*** Opening Study material ***
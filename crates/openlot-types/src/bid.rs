//! Per-bidder bid record.
//!
//! One record exists per distinct bidder; repeated bids accumulate into the
//! same record and never mint a new insertion index. The insertion index is
//! the ranking key for clearing: among bidders meeting the clearing price,
//! the earliest insertion indices win.

use chrono::{DateTime, Utc};
use rust_decimal::Decimal;
use serde::{Deserialize, Serialize};

use crate::AccountId;

/// One bidder's accumulated escrowed bid.
#[derive(Debug, Clone, PartialEq, Eq, Serialize, Deserialize)]
pub struct BidRecord {
    /// The bidding account.
    pub bidder: AccountId,
    /// Accumulated escrowed amount. Zero means withdrawn or consumed.
    pub amount: Decimal,
    /// Position in the registry, assigned at first bid, never reassigned.
    pub insertion_index: usize,
    /// When the first bid arrived.
    pub first_bid_at: DateTime<Utc>,
}

impl BidRecord {
    #[must_use]
    pub fn new(
        bidder: AccountId,
        amount: Decimal,
        insertion_index: usize,
        now: DateTime<Utc>,
    ) -> Self {
        Self {
            bidder,
            amount,
            insertion_index,
            first_bid_at: now,
        }
    }

    /// Fold an additional bid into the accumulated amount.
    pub fn accumulate(&mut self, amount: Decimal) {
        self.amount += amount;
    }

    /// A bidder is active while escrow is held.
    #[must_use]
    pub fn is_active(&self) -> bool {
        self.amount > Decimal::ZERO
    }

    /// True iff this bid meets the given clearing price.
    #[must_use]
    pub fn qualifies(&self, price: Decimal) -> bool {
        self.is_active() && self.amount >= price
    }
}

/// Test helpers.
#[cfg(any(test, feature = "test-helpers"))]
impl BidRecord {
    /// Bid from a fresh account with a fixed amount.
    pub fn dummy(amount: Decimal, insertion_index: usize) -> Self {
        Self {
            bidder: AccountId::new(),
            amount,
            insertion_index,
            first_bid_at: Utc::now(),
        }
    }

    /// Bid from a fresh account with a random amount in `1..=100`.
    pub fn dummy_random(insertion_index: usize) -> Self {
        Self::dummy(Decimal::from(rand::random::<u8>() % 100 + 1), insertion_index)
    }
}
*** Closing Study material ***
Begin at the line containing "pub fn dummy(amount: Decimal, insertion_index: usize)" and reproduce every line through the last one in the records above, exactly.

    pub fn dummy(amount: Decimal, insertion_index: usize) -> Self {
        Self {
            bidder: AccountId::new(),
            amount,
            insertion_index,
            first_bid_at: Utc::now(),
        }
    }

    /// Bid from a fresh account with a random amount in `1..=100`.
    pub fn dummy_random(insertion_index: usize) -> Self {
        Self::dummy(Decimal::from(rand::random::<u8>() % 100 + 1), insertion_index)
    }
}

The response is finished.